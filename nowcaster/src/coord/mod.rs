//! Coordinate conversion module
//!
//! Provides conversions between geographic coordinates (latitude/longitude)
//! and Web Mercator tile/pixel addresses used by slippy-map tile servers.

mod types;

pub use types::{
    CoordError, GeoPoint, TileAddress, DEFAULT_TILE_SIZE, MAX_LAT, MAX_LON, MAX_ZOOM, MIN_LAT,
    MIN_LON, MIN_ZOOM,
};

use std::f64::consts::PI;

/// Converts a geographic point to the tile and pixel that contain it.
///
/// # Arguments
///
/// * `point` - Geographic point (latitude within ±85.05112878)
/// * `zoom` - Zoom level (0 to 22)
/// * `tile_size` - Edge of a raster tile in pixels (usually 256)
///
/// # Returns
///
/// The tile address, or an error if the point cannot be projected.
/// Pixel offsets are always `< tile_size` and tile indices `< 2^zoom`.
pub fn to_tile_address(
    point: GeoPoint,
    zoom: u8,
    tile_size: u32,
) -> Result<TileAddress, CoordError> {
    let GeoPoint {
        latitude,
        longitude,
    } = point;

    if !latitude.is_finite() {
        return Err(CoordError::InvalidLatitude(latitude));
    }
    // Covers the poles, where tan/sec diverge and the tile row becomes infinite
    if !(MIN_LAT..=MAX_LAT).contains(&latitude) {
        return Err(CoordError::OutsideProjection(latitude));
    }
    if !longitude.is_finite() || !(MIN_LON..=MAX_LON).contains(&longitude) {
        return Err(CoordError::InvalidLongitude(longitude));
    }
    if zoom > MAX_ZOOM {
        return Err(CoordError::InvalidZoom(zoom));
    }
    if tile_size == 0 {
        return Err(CoordError::InvalidTileSize(tile_size));
    }

    let tiles = 1u32 << zoom;
    let (x, y) = fractional_tile(latitude, longitude, tiles);

    let (tile_x, pixel_x) = split_axis(x, tiles, tile_size);
    let (tile_y, pixel_y) = split_axis(y, tiles, tile_size);

    Ok(TileAddress {
        x: tile_x,
        y: tile_y,
        z: zoom,
        pixel_x,
        pixel_y,
    })
}

/// Projects the footprint of tile `(x, y, z)` onto the pixel grid of
/// another zoom level.
///
/// Returns the `(top_left, bottom_right)` corners as addresses at `zoom`,
/// the same corners [`tile_corners`] gives geographically. Both pyramids
/// share the Web Mercator plane, so the projection is done on integer pixel
/// edges instead of through latitude/longitude: no rounding error can move
/// a corner across a pixel edge.
///
/// The footprint is rounded outwards (top-left down, bottom-right up), so it
/// always covers at least one pixel per axis, even when the tile is much
/// smaller than a pixel at `zoom`. The bottom-right corner is exclusive; on
/// a tile edge it lies on pixel 0 of the next tile, and the far edge of the
/// pyramid is reported as index `2^zoom`, pixel 0. [`boundary_for`] snaps
/// such neighbours to the raster edge.
///
/// [`boundary_for`]: crate::composite::boundary_for
pub fn tile_footprint(
    x: u32,
    y: u32,
    z: u8,
    zoom: u8,
    tile_size: u32,
) -> (TileAddress, TileAddress) {
    let z = z.min(MAX_ZOOM);
    let zoom = zoom.min(MAX_ZOOM);
    let tile_size = tile_size.max(1);

    let corner = |x: u64, y: u64, round_up: bool| {
        let edge = |index| project_edge(index, z, zoom, tile_size, round_up);
        let (tile_x, pixel_x) = split_edge(edge(x), tile_size);
        let (tile_y, pixel_y) = split_edge(edge(y), tile_size);
        TileAddress {
            x: tile_x,
            y: tile_y,
            z: zoom,
            pixel_x,
            pixel_y,
        }
    };

    let (x, y) = (u64::from(x), u64::from(y));
    (corner(x, y, false), corner(x + 1, y + 1, true))
}

/// Global pixel edge at `zoom` of tile edge `index` at zoom `z`.
fn project_edge(index: u64, z: u8, zoom: u8, tile_size: u32, round_up: bool) -> u64 {
    // index * tile_size * 2^zoom / 2^z, at most 2^23 * 2^32 * 2^22
    let scaled = (u128::from(index) * u128::from(tile_size)) << zoom;
    let divisor = 1u128 << z;
    let edge = if round_up {
        scaled.div_ceil(divisor)
    } else {
        scaled / divisor
    };
    let max = (u128::from(tile_size)) << zoom;
    edge.min(max) as u64
}

/// Splits a global pixel edge into tile index and pixel offset.
fn split_edge(edge: u64, tile_size: u32) -> (u32, u32) {
    let tile_size = u64::from(tile_size);
    ((edge / tile_size) as u32, (edge % tile_size) as u32)
}

/// Fractional tile coordinates of a point on a `tiles × tiles` grid.
fn fractional_tile(latitude: f64, longitude: f64, tiles: u32) -> (f64, f64) {
    let scale = f64::from(tiles);

    let x = scale * (longitude + 180.0) / 360.0;

    let lat_rad = latitude * PI / 180.0;
    let y = scale * (1.0 - (lat_rad.tan() + 1.0 / lat_rad.cos()).ln() / PI) / 2.0;

    (x, y)
}

/// Splits a fractional tile coordinate into tile index and pixel offset.
///
/// The far edge (longitude 180, southern Mercator limit) maps onto the last
/// pixel of the last tile.
fn split_axis(value: f64, tiles: u32, tile_size: u32) -> (u32, u32) {
    let value = value.max(0.0);
    let index = value.floor();

    if index >= f64::from(tiles) {
        return (tiles - 1, tile_size - 1);
    }

    let pixel = ((value - index) * f64::from(tile_size)) as u32;
    (index as u32, pixel.min(tile_size - 1))
}

/// Computes the geographic corners of a tile.
///
/// Returns `(top_left, bottom_right)`: the north-west corner of tile
/// `(x, y)` and the north-west corner of tile `(x + 1, y + 1)`.
pub fn tile_corners(x: u32, y: u32, z: u8) -> (GeoPoint, GeoPoint) {
    let top_left = tile_edge_to_point(f64::from(x), f64::from(y), z);
    let bottom_right = tile_edge_to_point(f64::from(x) + 1.0, f64::from(y) + 1.0, z);
    (top_left, bottom_right)
}

/// Inverse Web Mercator for a tile grid position.
fn tile_edge_to_point(x: f64, y: f64, z: u8) -> GeoPoint {
    let n = 2.0_f64.powi(i32::from(z));

    let longitude = x / n * 360.0 - 180.0;
    let lat_rad = (PI * (1.0 - 2.0 * y / n)).sinh().atan();

    GeoPoint {
        latitude: lat_rad * 180.0 / PI,
        longitude,
    }
}
//! Translation of geometric objects by a [`Vector`].

use crate::vector::Vector;

/// A trait for specifying how a shape is translated by a [`Vector`].
pub trait TranslateMut {
    /// Translates the shape by a [`Vector`] through mutation.
    fn translate_mut(&mut self, offset: Vector);
}

impl<T: TranslateMut> TranslateMut for Vec<T> {
    fn translate_mut(&mut self, offset: Vector) {
        for i in self.iter_mut() {
            i.translate_mut(offset);
        }
    }
}

impl<T: TranslateMut> TranslateMut for Option<T> {
    fn translate_mut(&mut self, offset: Vector) {
        if let Some(inner) = self.as_mut() {
            inner.translate_mut(offset);
        }
    }
}

/// A trait for specifying how a shape is translated by a [`Vector`].
///
/// Takes in an owned copy of the shape and returns the translated version.
pub trait Translate: TranslateMut + Sized {
    /// Creates a new shape at a location equal to the translation of the original.
    fn translate(mut self, offset: Vector) -> Self {
        self.translate_mut(offset);
        self
    }
}

impl<T: TranslateMut + Sized> Translate for T {}
//! An enumeration of geometric shapes and their properties.

use serde::{Deserialize, Serialize};

use crate::circle::Circle;
use crate::collide::Collide;
use crate::contains::Contains;
use crate::convex::ConvexPolygon;
use crate::point::Point;
use crate::polygon::Polygon;
use crate::translate::TranslateMut;
use crate::vector::Vector;

/// An enumeration of geometric shapes.
///
/// Collision dispatch is closed over the variants: pairs of convex shapes
/// (circles and convex polygons) run the separating-axis engine, while any
/// pair involving a plain [`Polygon`] falls back to the generic edge-based
/// overlap test.
#[derive(Debug, Clone, Serialize, Deserialize, PartialEq)]
pub enum Shape {
    /// A circle.
    Circle(Circle),
    /// A convex polygon.
    Convex(ConvexPolygon),
    /// A polygon with no convexity guarantee.
    Polygon(Polygon),
}

impl Shape {
    /// If this shape is a circle, returns the contained circle.
    /// Otherwise, returns [`None`].
    pub fn circle(&self) -> Option<Circle> {
        match self {
            Self::Circle(c) => Some(*c),
            _ => None,
        }
    }

    /// If this shape is a convex polygon, returns the contained polygon.
    /// Otherwise, returns [`None`].
    pub fn convex(&self) -> Option<&ConvexPolygon> {
        match self {
            Self::Convex(p) => Some(p),
            _ => None,
        }
    }

    /// If this shape is a plain polygon, returns the contained polygon.
    /// Otherwise, returns [`None`].
    pub fn polygon(&self) -> Option<&Polygon> {
        match self {
            Self::Polygon(p) => Some(p),
            _ => None,
        }
    }
}

impl From<Circle> for Shape {
    #[inline]
    fn from(value: Circle) -> Self {
        Self::Circle(value)
    }
}

impl From<ConvexPolygon> for Shape {
    #[inline]
    fn from(value: ConvexPolygon) -> Self {
        Self::Convex(value)
    }
}

impl From<Polygon> for Shape {
    #[inline]
    fn from(value: Polygon) -> Self {
        Self::Polygon(value)
    }
}

impl TranslateMut for Shape {
    fn translate_mut(&mut self, offset: Vector) {
        match self {
            Shape::Circle(circle) => circle.translate_mut(offset),
            Shape::Convex(convex) => convex.translate_mut(offset),
            Shape::Polygon(polygon) => polygon.translate_mut(offset),
        }
    }
}

impl Contains<Point> for Shape {
    fn contains(&self, p: &Point) -> bool {
        match self {
            Shape::Circle(circle) => circle.contains(p),
            Shape::Convex(convex) => convex.contains(p),
            Shape::Polygon(polygon) => polygon.contains(p),
        }
    }
}

/// Generic polygon-vs-circle fallback for polygons without a convexity
/// guarantee: the shapes overlap if the center lies inside the polygon or
/// any edge passes within the radius.
fn polygon_circle_collides(polygon: &Polygon, circle: &Circle) -> bool {
    if polygon.contains(&circle.center()) {
        return true;
    }
    polygon
        .edges()
        .iter()
        .any(|edge| edge.distance_to(circle.center()) <= circle.radius())
}

impl Collide<Shape> for Shape {
    /// Dispatches a collision query on the pair of runtime variants.
    ///
    /// # Example
    ///
    /// ```
    /// # use geometry2d::prelude::*;
    /// let square: Shape = ConvexPolygon::from_vertices(vec![
    ///     Point::new(0.0, 0.0),
    ///     Point::new(2.0, 0.0),
    ///     Point::new(2.0, 2.0),
    ///     Point::new(0.0, 2.0),
    /// ])?
    /// .into();
    /// let circle: Shape = Circle::new(Point::new(1.0, 1.0), 0.5)?.into();
    /// assert!(square.collides(&circle));
    /// assert!(circle.collides(&square));
    /// # Ok::<(), geometry2d::error::Error>(())
    /// ```
    fn collides(&self, other: &Shape) -> bool {
        match (self, other) {
            (Shape::Circle(a), Shape::Circle(b)) => a.collides(b),
            (Shape::Circle(a), Shape::Convex(b)) | (Shape::Convex(b), Shape::Circle(a)) => {
                b.collides(a)
            }
            (Shape::Convex(a), Shape::Convex(b)) => a.collides(b),
            (Shape::Polygon(a), Shape::Polygon(b)) => a.collides(b),
            (Shape::Polygon(a), Shape::Convex(b)) | (Shape::Convex(b), Shape::Polygon(a)) => {
                a.collides(b.as_polygon())
            }
            (Shape::Polygon(a), Shape::Circle(b)) | (Shape::Circle(b), Shape::Polygon(a)) => {
                polygon_circle_collides(a, b)
            }
        }
    }
}

#[cfg(test)]
mod tests {
    use super::*;

    fn convex_square(x: f64, y: f64, side: f64) -> Shape {
        ConvexPolygon::from_vertices(vec![
            Point::new(x, y),
            Point::new(x + side, y),
            Point::new(x + side, y + side),
            Point::new(x, y + side),
        ])
        .unwrap()
        .into()
    }

    fn concave_l_shape() -> Shape {
        Polygon::new(vec![
            Point::new(0.0, 0.0),
            Point::new(4.0, 0.0),
            Point::new(4.0, 2.0),
            Point::new(2.0, 2.0),
            Point::new(2.0, 4.0),
            Point::new(0.0, 4.0),
        ])
        .unwrap()
        .into()
    }

    #[test]
    fn convex_pairs_use_the_separating_axis_engine() {
        let a = convex_square(0.0, 0.0, 1.0);
        let b = convex_square(2.0, 0.0, 1.0);
        let c = convex_square(0.5, 0.5, 1.0);
        assert!(!a.collides(&b));
        assert!(a.collides(&c));
    }

    #[test]
    fn circle_dispatch_is_symmetric() {
        let square = convex_square(0.0, 0.0, 2.0);
        let circle: Shape = Circle::new(Point::new(3.0, 1.0), 1.0).unwrap().into();
        assert!(square.collides(&circle));
        assert_eq!(square.collides(&circle), circle.collides(&square));
    }

    #[test]
    fn plain_polygon_pairs_use_the_generic_fallback() {
        let l_shape = concave_l_shape();
        let overlapping = convex_square(1.0, 1.0, 1.0);
        let in_the_notch = convex_square(2.5, 2.5, 1.0);
        assert!(l_shape.collides(&overlapping));
        // SAT would wrongly report the notch square as colliding; the
        // fallback handles the concave outline.
        assert!(!l_shape.collides(&in_the_notch));
    }

    #[test]
    fn plain_polygon_vs_circle_uses_edge_distance() {
        let l_shape = concave_l_shape();
        let inside: Shape = Circle::new(Point::new(1.0, 1.0), 0.5).unwrap().into();
        let in_the_notch: Shape = Circle::new(Point::new(3.25, 3.25), 0.5).unwrap().into();
        let touching_notch: Shape = Circle::new(Point::new(3.0, 3.0), 1.0).unwrap().into();
        assert!(l_shape.collides(&inside));
        assert!(!l_shape.collides(&in_the_notch));
        assert!(l_shape.collides(&touching_notch));
    }

    #[test]
    fn variant_accessors_filter_by_kind() {
        let circle = Circle::new(Point::zero(), 1.0).unwrap();
        let shape = Shape::from(circle);
        assert_eq!(shape.circle(), Some(circle));
        assert!(shape.convex().is_none());
        assert!(shape.polygon().is_none());
    }
}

[WHAT YOU WILL DO]
Track down all lines above with the string "overlapping" and copy them.

[WRITTEN RESPONSE]
        let overlapping = convex_square(1.0, 1.0, 1.0);
        assert!(l_shape.collides(&overlapping));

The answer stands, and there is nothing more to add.